HIV, the virus that causes AIDS, has claimed the lives of millions of people worldwide, and millions more are currently living with HIV. The incidence of new HIV infection continues to increase at an alarming rate worldwide.
Antiviral drugs have been developed that slow the course of HIV infection, but existing drug treatments are not optimal long-term solutions. New therapeutic strategies are needed, guided by better forms of treatment and better understanding of the fundamental mechanisms by which HIV causes AIDS.
Perhaps most urgent is the need for a reliable, readily available vaccine against HIV. Historically, vaccines have been our most effective weapon for minimizing the consequences of viral infections. Smallpox, polio, measles, and yellow fever are prominent examples. We now realize, however, that development of an effective vaccine against HIV is a more formidable challenge than we have ever faced previously.

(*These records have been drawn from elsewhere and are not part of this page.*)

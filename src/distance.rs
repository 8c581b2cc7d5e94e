use std::collections::{BTreeMap, VecDeque};

use crate::graph::ModelGraph;
use crate::rdf::NodeId;

#[derive(Clone, Debug, PartialEq)]
pub struct DistanceRow {
    pub subject: String,
    pub average: Option<f64>,
}

impl DistanceRow {
    pub fn closeness(&self) -> Option<f64> {
        self.average
            .filter(|average| *average > 0.0)
            .map(|average| 1.0 / average)
    }
}

/// One row per distinct subject, sorted by subject string.
///
/// Distances follow statement direction. A subject that reaches nothing
/// has no average.
pub fn average_distances(graph: &ModelGraph) -> Vec<DistanceRow> {
    let mut rows = BTreeMap::new();
    let mut hops = vec![None; graph.vertex_count()];
    let mut queue = VecDeque::new();

    for subject in graph.store().subjects() {
        let label = graph.node(subject).to_string();
        if rows.contains_key(&label) {
            continue;
        }
        let average = average_from(graph, subject, &mut hops, &mut queue);
        rows.insert(label, average);
    }

    rows.into_iter()
        .map(|(subject, average)| DistanceRow { subject, average })
        .collect()
}

fn average_from(
    graph: &ModelGraph,
    source: NodeId,
    hops: &mut [Option<u32>],
    queue: &mut VecDeque<NodeId>,
) -> Option<f64> {
    hops.iter_mut().for_each(|slot| *slot = None);
    queue.clear();
    hops[source.index()] = Some(0);
    queue.push_back(source);

    let mut total = 0u64;
    let mut reached = 0u64;
    while let Some(current) = queue.pop_front() {
        let distance = hops[current.index()].unwrap_or(0);
        for next in graph.successors(current) {
            let slot = &mut hops[next.index()];
            if slot.is_none() {
                *slot = Some(distance + 1);
                total += u64::from(distance + 1);
                reached += 1;
                queue.push_back(next);
            }
        }
    }

    (reached > 0).then(|| total as f64 / reached as f64)
}
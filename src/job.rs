// src/job.rs
use std::fmt;

use async_trait::async_trait;
use serde::{Deserialize, Serialize};
use serde_json::Value;

use crate::job_metadata::JobMetadata;


/// A unit of work that can travel through a queue.
///
/// `name` must match the name the job type is registered under in the
/// [`JobRegistry`](crate::registry::JobRegistry), and `content` must produce
/// what the registered factory expects back.
#[async_trait]
pub trait Job: Send + Sync {
    async fn before(&self) -> anyhow::Result<()> {
        Ok(())
    }

    async fn perform(&self) -> anyhow::Result<()>;

    async fn after(&self) {}
    async fn on_error(&self, _err: &anyhow::Error) {}
    async fn always(&self) {}

    fn name(&self) -> &'static str;

    fn content(&self) -> serde_json::Result<Value>;
}


/// Wire shape of a message body.
#[derive(Debug, Serialize, Deserialize)]
pub(crate) struct JobBody {
    pub name: String,
    pub content: Value,
    #[serde(default)]
    pub metadata: JobMetadata,
}


/// A job together with its metadata side-channel.
pub struct QueuedJob {
    job: Box<dyn Job>,
    metadata: JobMetadata,
}

impl QueuedJob {
    pub fn new<J: Job + 'static>(job: J) -> Self {
        Self::from_boxed(Box::new(job))
    }

    pub fn from_boxed(job: Box<dyn Job>) -> Self {
        Self {
            job,
            metadata: JobMetadata::new(),
        }
    }

    pub fn with_metadata(mut self, metadata: JobMetadata) -> Self {
        self.metadata = metadata;
        self
    }

    pub fn job(&self) -> &dyn Job {
        self.job.as_ref()
    }

    pub fn name(&self) -> &'static str {
        self.job.name()
    }

    pub fn metadata(&self) -> &JobMetadata {
        &self.metadata
    }

    pub fn metadata_mut(&mut self) -> &mut JobMetadata {
        &mut self.metadata
    }

    /// Serialize into a message body.
    pub fn to_body(&self) -> serde_json::Result<String> {
        let body = JobBody {
            name: self.job.name().to_owned(),
            content: self.job.content()?,
            metadata: self.metadata.without_delivery_keys(),
        };
        serde_json::to_string(&body)
    }
}

impl fmt::Debug for QueuedJob {
    fn fmt(&self, f: &mut fmt::Formatter<'_>) -> fmt::Result {
        f.debug_struct("QueuedJob")
            .field("name", &self.job.name())
            .field("metadata", &self.metadata)
            .finish()
    }
}
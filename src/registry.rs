// src/registry.rs
use std::collections::HashMap;
use std::fmt;
use std::sync::{Arc, RwLock};

use once_cell::sync::Lazy;
use serde::de::DeserializeOwned;
use serde_json::Value;

use crate::error::{QueueError, QueueResult};
use crate::job::{Job, JobBody, QueuedJob};
use crate::job_metadata::JobMetadata;

/// Rebuilds a job from the `content` stored in a message body.
pub type JobFactory = fn(Value) -> anyhow::Result<Box<dyn Job>>;

static JOB_REGISTRY: Lazy<JobRegistry> = Lazy::new(JobRegistry::new);

/// Maps job names to the factories that rebuild them from message bodies.
///
/// Cloning is cheap and clones share the same table.
#[derive(Clone, Default)]
pub struct JobRegistry {
    factories: Arc<RwLock<HashMap<String, JobFactory>>>,
}

impl JobRegistry {
    pub fn new() -> Self {
        Self::default()
    }

    /// Process-wide registry used by the binary and by [`register_job`].
    pub fn global() -> &'static JobRegistry {
        &JOB_REGISTRY
    }

    pub fn register_factory(&self, name: impl Into<String>, factory: JobFactory) {
        let name = name.into();
        tracing::debug!(job = %name, "registering job");
        self.factories
            .write()
            .unwrap_or_else(|poisoned| poisoned.into_inner())
            .insert(name, factory);
    }

    /// Register a job type whose content is its serde representation.
    pub fn register<J>(&self, name: impl Into<String>)
    where
        J: Job + DeserializeOwned + 'static,
    {
        self.register_factory(name, build_from_content::<J>);
    }

    pub fn contains(&self, name: &str) -> bool {
        self.factories
            .read()
            .unwrap_or_else(|poisoned| poisoned.into_inner())
            .contains_key(name)
    }

    fn factory(&self, name: &str) -> Option<JobFactory> {
        self.factories
            .read()
            .unwrap_or_else(|poisoned| poisoned.into_inner())
            .get(name)
            .copied()
    }

    /// Build a registered job from its content.
    pub fn build(&self, name: &str, content: Value) -> QueueResult<Box<dyn Job>> {
        let factory = self.factory(name).ok_or_else(|| QueueError::UnknownJob {
            name: name.to_owned(),
        })?;

        factory(content).map_err(|err| QueueError::JobBuild {
            name: name.to_owned(),
            reason: format!("{err:#}"),
        })
    }

    /// Rebuild a job from a message body, then attach `delivery` metadata.
    pub fn decode(&self, body: &str, delivery: JobMetadata) -> QueueResult<QueuedJob> {
        let JobBody {
            name,
            content,
            mut metadata,
        } = serde_json::from_str(body)?;

        let job = self.build(&name, content)?;
        metadata.attach(delivery);
        Ok(QueuedJob::from_boxed(job).with_metadata(metadata))
    }
}

impl fmt::Debug for JobRegistry {
    fn fmt(&self, f: &mut fmt::Formatter<'_>) -> fmt::Result {
        let factories = self
            .factories
            .read()
            .unwrap_or_else(|poisoned| poisoned.into_inner());
        let mut names: Vec<&String> = factories.keys().collect();
        names.sort();
        f.debug_struct("JobRegistry").field("jobs", &names).finish()
    }
}

fn build_from_content<J>(content: Value) -> anyhow::Result<Box<dyn Job>>
where
    J: Job + DeserializeOwned + 'static,
{
    let job: J = serde_json::from_value(content)?;
    Ok(Box::new(job))
}

/// Register a job type with the global registry.
pub fn register_job<J>(name: &'static str)
where
    J: Job + DeserializeOwned + 'static,
{
    JobRegistry::global().register::<J>(name);
}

The main obstacle facing development of a vaccine against HIV is the persistent nature of viral replication. Although individuals infected with HIV can mount a strong immune response, the virus counters with a variety of evasion strategies and unrelenting replication. Vaccines must be designed to counteract these immune evasions in order to allow the immune response to be effective.
NEPRC researchers together with investigators from other institutions worldwide have conducted groundbreaking research to develop a practical vaccine against HIV. These efforts have focused on strategies to promote continuous antigen expression and persistent immune responses, and include live attenuated vaccine approaches, recombinant herpesviruses, and recombinant bacteria to colonize the gut. Other novel therapeutic approaches, including gene therapy and regimens to promote immunological control in the absence of antiviral drugs, also have been actively pursued.
NEPRC scientists also have worked painstakingly to understand the fundamental mechanisms by which HIV and SIV, the nonhuman primate equivalent of HIV, cause AIDS. Our research programs have investigated the role of gut-associated lymphoid tissue and thymus in early stages of infection, the mechanisms responsible for viral-induced brain disease and dementia, the strategies by which HIV and SIV evade immune responses, the role of auxiliary genes in progression of HIV and SIV infection, and the mechanisms of immunological control in rare cases of viral infection that do not result in AIDS.